Exploring New Horizons In Orthotics Research
These expert panelists expound on maximalist footwear and orthoses for combat boots for soldiers. They also discuss whether orthotics can reduce negative work and under what circumstances runners should be allowed to wear orthoses in competition.
What is the relationship between gait and footwear maximalism?
Steven King, DPM, CPed, notes that maximalist footwear and gait systems “maximally” enhance the protective properties of footwear, enhance the energy efficiency of the user (via lower oxygen and carbohydrate demands), and enhance the stability of the user (via reducing sway and center of motion oscillations).
Dr. King acknowledges that foot care providers have had issues with the minimalist shoe trend such as the overall reduction of the protective qualities of these shoes. He notes minimalist shoes are thinner and made of softer materials and collapsing foams that do not necessarily create ideal platforms for orthotic treatments.
Roy Mathews, DPM, defines maximalist shoes as including rigidity, a high stack height, a large heel to toe drop (12 to 15 mm), rigid structure across the midfoot and maximal cushioning, especially in the forefoot.
While many mechanically sound patterns of gait produce little stress on the body, Richard Blake, DPM, notes many patterns of gait produce abnormal stresses in various body parts that one would consider pathological. He notes that for years the shoe industry has focused on the abnormal pattern of overpronation, developing shoes with maximal anti-pronation capabilities, called maximalist or motion control shoes. In recent years, Dr. Blake says the shoe industry has been developing minimalistic shoes on the opposite side of the spectrum, allowing maximal motion in various forms.

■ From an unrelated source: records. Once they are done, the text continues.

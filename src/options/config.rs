use serde::Deserialize;

/// The config file.
#[derive(Clone, Debug, Default, Deserialize)]
#[cfg_attr(test, serde(deny_unknown_fields), derive(PartialEq, Eq))]
pub struct Config {
    /// The interface to poll.
    pub(crate) interface: Option<String>,
    /// A path to the statistics table, or "sysinfo".
    pub(crate) table: Option<String>,
    /// The polling rate, in milliseconds or as a human duration.
    pub(crate) rate: Option<StringOrNum>,
    pub(crate) link_speed: Option<LinkSpeed>,
    #[serde(default)]
    pub(crate) cache: CacheConfig,
}

/// Cache configuration.
#[derive(Clone, Debug, Default, Deserialize)]
#[cfg_attr(test, serde(deny_unknown_fields), derive(PartialEq, Eq))]
pub(crate) struct CacheConfig {
    pub(crate) enabled: Option<bool>,
    pub(crate) duration: Option<StringOrNum>,
    pub(crate) clock: Option<ClockKind>,
}

#[derive(Clone, Debug, Deserialize)]
#[cfg_attr(test, derive(PartialEq, Eq))]
#[serde(untagged)]
pub(crate) enum StringOrNum {
    String(String),
    Num(u64),
}

impl From<String> for StringOrNum {
    fn from(value: String) -> Self {
        StringOrNum::String(value)
    }
}

impl From<u64> for StringOrNum {
    fn from(value: u64) -> Self {
        StringOrNum::Num(value)
    }
}

/// Where link speeds come from.
#[derive(Clone, Copy, Debug, Default, PartialEq, Eq, Deserialize, clap::ValueEnum)]
#[serde(rename_all = "lowercase")]
pub enum LinkSpeed {
    /// Whatever this build supports, which is usually nothing.
    #[default]
    Auto,
    /// Always report the default speed.
    #[serde(rename = "none")]
    #[value(name = "none")]
    Disabled,
    /// `/sys/class/net/<interface>/speed` (Linux).
    Sysfs,
    /// `SIOCGIWRATE` (Linux, with the `wireless` feature).
    Wireless,
}

/// The clock used to age cached readings.
#[derive(Clone, Copy, Debug, Default, PartialEq, Eq, Deserialize, clap::ValueEnum)]
#[serde(rename_all = "lowercase")]
pub enum ClockKind {
    /// Wall-clock time.
    #[default]
    System,
    /// Time that never goes backwards.
    Monotonic,
}
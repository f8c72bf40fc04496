//! How arguments and the config file turn into a configured [`StatsReader`].
//!
//! Arguments always take precedence over the config file, which takes
//! precedence over the defaults in [`constants`](crate::constants).

pub mod args;
pub mod config;
mod error;

use std::{
    fs,
    path::{Path, PathBuf},
    time::Duration,
};

pub use self::{
    args::Args,
    config::{ClockKind, Config, LinkSpeed},
    error::{OptionError, OptionResult},
};
use self::{
    args::{CacheArgs, GeneralArgs},
    config::StringOrNum,
};
use crate::{
    collection::network::{
        default_bit_rate_source, BitRateSource, MonotonicClock, ProcNetDev, StatsCache,
        StatsReader, SysinfoTable, SystemClock, TableSource,
    },
    constants::*,
};

/// The value of `--table` that selects [`SysinfoTable`].
const SYSINFO_TABLE: &str = "sysinfo";

/// Where the statistics table is read from.
#[derive(Clone, Debug, PartialEq, Eq)]
pub enum TableLocation {
    Path(PathBuf),
    Sysinfo,
}

impl Default for TableLocation {
    fn default() -> Self {
        if cfg!(target_os = "linux") {
            TableLocation::Path(PathBuf::from(ProcNetDev::DEFAULT_PATH))
        } else {
            TableLocation::Sysinfo
        }
    }
}

impl From<&str> for TableLocation {
    fn from(value: &str) -> Self {
        if value == SYSINFO_TABLE {
            TableLocation::Sysinfo
        } else {
            TableLocation::Path(PathBuf::from(value))
        }
    }
}

#[derive(Clone, Copy, Debug, PartialEq, Eq)]
pub struct CacheOptions {
    pub duration: Duration,
    pub clock: ClockKind,
}

/// Everything the poller needs to run.
#[derive(Clone, Debug, PartialEq, Eq)]
pub struct PollerOptions {
    pub interface: String,
    pub rate: Duration,
    pub count: Option<u64>,
    pub table: TableLocation,
    /// [`None`] if caching is disabled.
    pub cache: Option<CacheOptions>,
    pub link_speed: LinkSpeed,
}

impl PollerOptions {
    /// Builds a [`StatsReader`] with these options.
    pub fn build_reader(&self) -> OptionResult<StatsReader> {
        let table: Box<dyn TableSource> = match &self.table {
            TableLocation::Path(path) => Box::new(ProcNetDev::new(path)),
            TableLocation::Sysinfo => Box::new(SysinfoTable),
        };

        let mut reader = StatsReader::new(table);

        if let Some(cache) = &self.cache {
            let stats_cache = StatsCache::new(cache.duration);
            reader = match cache.clock {
                ClockKind::System => reader.with_cache(stats_cache, SystemClock),
                ClockKind::Monotonic => reader.with_cache(stats_cache, MonotonicClock::default()),
            };
        }

        if let Some(source) = get_bit_rate_source(self.link_speed)? {
            reader = reader.with_bit_rate_source(source);
        }

        Ok(reader)
    }
}

/// Returns the config file path: the given location if there is one, otherwise
/// the default location in the user's config directory.
pub fn get_config_path(config_location: Option<&Path>) -> Option<PathBuf> {
    match config_location {
        Some(location) => Some(location.to_path_buf()),
        None => dirs::config_dir().map(|dir| dir.join(DEFAULT_CONFIG_FILE_LOCATION)),
    }
}

/// Reads the config file at `config_path`. If it doesn't exist, a default one
/// is written there and the defaults are used.
pub fn get_or_create_config(config_path: Option<&Path>) -> OptionResult<Config> {
    let Some(path) = config_path else {
        return Ok(Config::default());
    };

    if path.exists() {
        let contents = fs::read_to_string(path)?;
        Ok(toml_edit::de::from_str(&contents)?)
    } else {
        if let Some(parent) = path.parent() {
            fs::create_dir_all(parent)?;
        }
        fs::write(path, DEFAULT_CONFIG_CONTENT)?;

        Ok(Config::default())
    }
}

/// Loads the config file and merges it with `args`.
pub fn init(args: &Args) -> OptionResult<PollerOptions> {
    let config_path = get_config_path(args.general_args.config_location.as_deref());
    let config = get_or_create_config(config_path.as_deref())?;

    get_poller_options(args, &config)
}

/// Merges `args` and `config` into [`PollerOptions`].
pub fn get_poller_options(args: &Args, config: &Config) -> OptionResult<PollerOptions> {
    let general = &args.general_args;

    let interface = general
        .interface
        .clone()
        .or_else(|| config.interface.clone())
        .ok_or_else(|| {
            OptionError::other(
                "no interface was given, please set '--interface' or 'interface' in your config file.",
            )
        })?;

    let table = general
        .table
        .as_deref()
        .or(config.table.as_deref())
        .map(TableLocation::from)
        .unwrap_or_default();

    Ok(PollerOptions {
        interface,
        rate: get_rate(general, config)?,
        count: general.count,
        table,
        cache: get_cache(&args.cache_args, config)?,
        link_speed: general.link_speed.or(config.link_speed).unwrap_or_default(),
    })
}

/// Parses a number of milliseconds, or a human duration like `5s`.
fn try_parse_duration(value: &str) -> Option<Duration> {
    match value.parse::<u64>() {
        Ok(ms) => Some(Duration::from_millis(ms)),
        Err(_) => humantime::parse_duration(value).ok(),
    }
}

fn config_duration(value: &StringOrNum) -> Option<Duration> {
    match value {
        StringOrNum::Num(ms) => Some(Duration::from_millis(*ms)),
        StringOrNum::String(value) => try_parse_duration(value),
    }
}

fn get_rate(args: &GeneralArgs, config: &Config) -> OptionResult<Duration> {
    if let Some(rate) = &args.rate {
        let rate = try_parse_duration(rate).ok_or_else(|| OptionError::invalid_arg_value("rate"))?;
        if rate < MIN_REFRESH_RATE {
            return Err(OptionError::arg("'--rate' must be greater than 250ms."));
        }

        Ok(rate)
    } else if let Some(rate) = &config.rate {
        let rate = config_duration(rate).ok_or_else(|| OptionError::invalid_config_value("rate"))?;
        if rate < MIN_REFRESH_RATE {
            return Err(OptionError::config("'rate' must be greater than 250ms."));
        }

        Ok(rate)
    } else {
        Ok(DEFAULT_REFRESH_RATE)
    }
}

fn get_cache(args: &CacheArgs, config: &Config) -> OptionResult<Option<CacheOptions>> {
    let enabled = config.cache.enabled.unwrap_or(true) || args.cache_duration.is_some();
    if args.no_cache || !enabled {
        return Ok(None);
    }

    let duration = if let Some(duration) = &args.cache_duration {
        try_parse_duration(duration).ok_or_else(|| OptionError::invalid_arg_value("cache_duration"))?
    } else if let Some(duration) = &config.cache.duration {
        config_duration(duration).ok_or_else(|| OptionError::invalid_config_value("duration"))?
    } else {
        DEFAULT_CACHE_DURATION
    };

    let clock = args
        .cache_clock
        .or(config.cache.clock)
        .unwrap_or_default();

    Ok(Some(CacheOptions { duration, clock }))
}

fn get_bit_rate_source(link_speed: LinkSpeed) -> OptionResult<Option<Box<dyn BitRateSource>>> {
    match link_speed {
        LinkSpeed::Auto => Ok(Some(default_bit_rate_source())),
        LinkSpeed::Disabled => Ok(None),
        LinkSpeed::Sysfs => sysfs_bit_rate_source().map(Some),
        LinkSpeed::Wireless => wireless_bit_rate_source().map(Some),
    }
}

cfg_if::cfg_if! {
    if #[cfg(target_os = "linux")] {
        fn sysfs_bit_rate_source() -> OptionResult<Box<dyn BitRateSource>> {
            use crate::collection::network::bit_rate::SysfsBitRate;

            Ok(Box::new(SysfsBitRate::default()))
        }
    } else {
        fn sysfs_bit_rate_source() -> OptionResult<Box<dyn BitRateSource>> {
            Err(OptionError::other("'sysfs' link speeds are only supported on Linux."))
        }
    }
}

cfg_if::cfg_if! {
    if #[cfg(all(target_os = "linux", feature = "wireless"))] {
        fn wireless_bit_rate_source() -> OptionResult<Box<dyn BitRateSource>> {
            use crate::collection::network::bit_rate::WirelessBitRate;

            Ok(Box::new(WirelessBitRate))
        }
    } else {
        fn wireless_bit_rate_source() -> OptionResult<Box<dyn BitRateSource>> {
            Err(OptionError::other(
                "'wireless' link speeds need Linux and ifstats built with the 'wireless' feature.",
            ))
        }
    }
}
//! Looks up the counters for a single interface.

use std::io::BufRead;

use log::{debug, error, warn};

use super::{
    cache::{Clock, StatsCache},
    table::find_interface,
    BitRateSource, InterfaceStats, ProcNetDev, TableSource, DEFAULT_BIT_RATE,
};
use crate::collection::error::{CollectionError, CollectionResult, LookupFailure};

impl<T: TableSource + ?Sized> TableSource for Box<T> {
    fn open(&self) -> std::io::Result<Box<dyn BufRead + '_>> {
        (**self).open()
    }
}

impl<C: Clock + ?Sized> Clock for Box<C> {
    fn now(&self) -> CollectionResult<std::time::Duration> {
        (**self).now()
    }
}

impl<B: BitRateSource + ?Sized> BitRateSource for Box<B> {
    fn bit_rate(&self, interface: &str) -> CollectionResult<u64> {
        (**self).bit_rate(interface)
    }
}

struct CachePolicy {
    cache: StatsCache,
    clock: Box<dyn Clock>,
}

/// Reads interface counters out of a statistics table, optionally reusing the
/// last result for a while and asking a separate source for the link speed.
///
/// ```
/// use ifstats::collection::network::{InMemoryTable, StatsReader, DEFAULT_BIT_RATE};
///
/// let table = InMemoryTable::new("a\nb\neth0: 100 2 0 0 0 0 0 0 300 4 0 0 0 0 0 0\n");
/// let stats = StatsReader::new(table).read("eth0").unwrap();
///
/// assert_eq!(stats.received_bytes, 100);
/// assert_eq!(stats.sent_packets, 4);
/// assert_eq!(stats.bit_rate, DEFAULT_BIT_RATE);
/// ```
pub struct StatsReader {
    table: Box<dyn TableSource>,
    cache: Option<CachePolicy>,
    bit_rate: Option<Box<dyn BitRateSource>>,
}

impl Default for StatsReader {
    fn default() -> Self {
        Self::new(ProcNetDev::default())
    }
}

impl StatsReader {
    /// Creates a reader over `table`, with no caching and no bit rate source.
    pub fn new<T: TableSource + 'static>(table: T) -> Self {
        Self {
            table: Box::new(table),
            cache: None,
            bit_rate: None,
        }
    }

    /// Reuses successful results while `cache` considers them fresh according
    /// to `clock`.
    pub fn with_cache<C: Clock + 'static>(mut self, cache: StatsCache, clock: C) -> Self {
        self.cache = Some(CachePolicy {
            cache,
            clock: Box::new(clock),
        });
        self
    }

    /// Asks `source` for the link speed of matched interfaces.
    pub fn with_bit_rate_source<B: BitRateSource + 'static>(mut self, source: B) -> Self {
        self.bit_rate = Some(Box::new(source));
        self
    }

    /// The cache, if caching is enabled.
    pub fn cache(&self) -> Option<&StatsCache> {
        self.cache.as_ref().map(|policy| &policy.cache)
    }

    /// Returns the counters for `interface`.
    ///
    /// On failure, [`LookupFailure::stats`] still holds zeroed counters and the
    /// default bit rate. Clock and bit rate source errors never fail a lookup.
    pub fn read(&self, interface: &str) -> Result<InterfaceStats, LookupFailure> {
        if interface.is_empty() {
            return Err(LookupFailure::new(CollectionError::InvalidArgument));
        }

        let Some(policy) = &self.cache else {
            return self.read_table(interface);
        };

        // Held until the end so the check and the update can't interleave with
        // another caller.
        let mut slot = policy.cache.lock();

        let now = match policy.clock.now() {
            Ok(now) => now,
            Err(err) => {
                warn!("not using the stats cache for '{interface}': {err}");
                drop(slot);

                return self.read_table(interface);
            }
        };

        if let Some(stats) = slot.fresh(now) {
            debug!("using cached stats for '{interface}'");
            return Ok(stats);
        }

        let stats = self.read_table(interface)?;
        slot.store(now, stats);

        Ok(stats)
    }

    fn read_table(&self, interface: &str) -> Result<InterfaceStats, LookupFailure> {
        let found = {
            let mut reader = self.table.open().map_err(|err| {
                error!("cannot open the statistics table: {err}");
                LookupFailure::new(CollectionError::ResourceUnavailable(err))
            })?;

            find_interface(&mut reader, interface)
        };

        let Some(mut stats) = found else {
            return Err(LookupFailure::new(CollectionError::NotFound(
                interface.to_string(),
            )));
        };

        if let Some(source) = &self.bit_rate {
            if stats.bit_rate == DEFAULT_BIT_RATE {
                match source.bit_rate(interface) {
                    Ok(bit_rate) => stats.bit_rate = bit_rate,
                    Err(err) => debug!("keeping the default bit rate for '{interface}': {err}"),
                }
            }
        }

        Ok(stats)
    }
}
//! Data collection for per-interface network counters.

pub mod bit_rate;
pub mod cache;
pub mod parse;
pub mod reader;
pub mod sysinfo;
pub mod table;

pub use self::{
    bit_rate::{default_bit_rate_source, BitRateSource, NoBitRate},
    cache::{Clock, MonotonicClock, StatsCache, SystemClock},
    parse::{parse_unsigned, Counter},
    reader::StatsReader,
    sysinfo::SysinfoTable,
    table::{InMemoryTable, ProcNetDev, TableSource},
};

/// The bit rate reported when nothing better is known, in bits per second.
pub const DEFAULT_BIT_RATE: u64 = 4_200_000;

/// Traffic counters for a single interface.
///
/// The counters are either all taken from one row of the statistics table,
/// or all zero.
#[derive(Clone, Copy, Debug, PartialEq, Eq)]
pub struct InterfaceStats {
    pub received_bytes: u64,
    pub received_packets: u64,
    pub sent_bytes: u64,
    pub sent_packets: u64,
    /// In bits per second.
    pub bit_rate: u64,
}

impl Default for InterfaceStats {
    fn default() -> Self {
        Self {
            received_bytes: 0,
            received_packets: 0,
            sent_bytes: 0,
            sent_packets: 0,
            bit_rate: DEFAULT_BIT_RATE,
        }
    }
}

impl std::fmt::Display for InterfaceStats {
    fn fmt(&self, f: &mut std::fmt::Formatter<'_>) -> std::fmt::Result {
        write!(
            f,
            "rx_bytes={} rx_packets={} tx_bytes={} tx_packets={} bit_rate={}",
            self.received_bytes,
            self.received_packets,
            self.sent_bytes,
            self.sent_packets,
            self.bit_rate
        )
    }
}
//! These tests are mostly here just to ensure that invalid results will be
//! caught when passing arguments.

use assert_cmd::prelude::*;
use predicates::prelude::*;

use crate::util::{ifstats_command, no_cfg_ifstats_command};

#[test]
fn test_small_rate() {
    ifstats_command(&["-C", "./tests/valid_configs/empty_config.toml"])
        .args(["-i", "eth0", "-r", "249"])
        .assert()
        .failure()
        .stderr(predicate::str::contains("'--rate' must be greater"));
}

#[test]
fn test_invalid_rate() {
    no_cfg_ifstats_command()
        .args(["-i", "eth0", "-r", "soon"])
        .assert()
        .failure()
        .stderr(predicate::str::contains(
            "'--rate' was set with an invalid value",
        ));
}

#[test]
fn test_invalid_cache_duration() {
    no_cfg_ifstats_command()
        .args(["-i", "eth0", "--cache_duration", "later"])
        .assert()
        .failure()
        .stderr(predicate::str::contains(
            "'--cache_duration' was set with an invalid value",
        ));
}

#[test]
fn test_missing_interface() {
    no_cfg_ifstats_command()
        .assert()
        .failure()
        .stderr(predicate::str::contains("no interface was given"));
}

#[test]
fn test_invalid_link_speed() {
    no_cfg_ifstats_command()
        .args(["-i", "eth0", "--link_speed", "fast"])
        .assert()
        .failure()
        .stderr(predicate::str::contains("invalid value 'fast'"));
}

#[test]
fn test_invalid_count() {
    no_cfg_ifstats_command()
        .args(["-i", "eth0", "-n", "-1"])
        .assert()
        .failure();
}

#[test]
fn test_zero_count() {
    no_cfg_ifstats_command()
        .args(["-i", "eth0", "-n", "0"])
        .assert()
        .failure()
        .stdout(predicate::str::is_empty())
        .stderr(predicate::str::contains("invalid value '0'"));
}

#[test]
fn test_version() {
    ifstats_command(&["--version"])
        .assert()
        .success()
        .stdout(predicate::str::contains(env!("CARGO_PKG_VERSION")));
}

In regard to footwear maximalism, Rob Sobel, CPed, says the “poster child” is the Hoka One One running shoe (Hoka One One Inc.). He recently ran a gait clinic with a group of collegiate and competitive amateur runners, finding there were some who “to their own surprise” really enjoyed running in Hokas and embraced the change.
Dr. King shares his scientific approach to defining maximalism.
Maximalism is the inverse of minimalism. Maximalist shoes may be designed with significant and testable safety features such as increasing puncture protection, according to Dr. King. He notes the American Society of Testing Materials has accepted the safety test standards currently in place and says physicians could use these standards to help better define and judge footwear and orthotic choices.
Energy efficiency optimization of gait. Dr. King calls this a key component of maximalism, noting that if minimalism restricts the use of exterior influences of footwear, maximalism will embrace such exterior influences. The prosthetics industry, he says, has done wonders using advanced composite carbon fiber to enable those with bilateral leg amputations to compete in the Olympics. Dr. King notes future maximalist designs should also include powered gait systems and maximalist footwear must be able to significantly enhance the efficiency of gait.
Stability optimization of gait. Maximalist footwear should provide significant improvements in the stabilization of the user during gait and static stance with the goal of reducing trips and falls, according to Dr. King.
What known research is occurring on orthoses for advanced combat and safety boots? What is the primary focus?
Soldiers in the field are always looking for lighter and temperate footwear that mitigates moisture issues, according to Dr. King. He says one should consider shock reduction and ankle stability for heavy loads over uneven ground due to the fact that soldiers may have to carry more than three-quarters of their body weight in combat gear. Sole treading often is adpated to the field environment requirements and he adds that puncture resistance does not necessarily have high priority since that requirement has not been a part of the combat boot standard since the Vietnam War.
Dr. King notes the Army now requires that all boots be direct molded sole boots, following a 1967 recommendation.1 “This was a step forward and proves that advancing boot technology is of primary concern,” says Dr. King.
In 2011, Dr. King notes the US Department of Defense and Army Medical Research and Materials Command issued Small Business Innovation Research contract proposal SBIR A11-109, “Advanced Composite Insoles for the Reduction of Stress Fractures.”2 Stress fractures reportedly cost the Army over $100 million per year and he notes that soldiers in boot camps and high impact units reportedly have fracture rates ranging from 5 to 15 percent.2
“It is hard to be combat ready if 10 percent of your command cannot carry their weight and the army realizes that,” he notes.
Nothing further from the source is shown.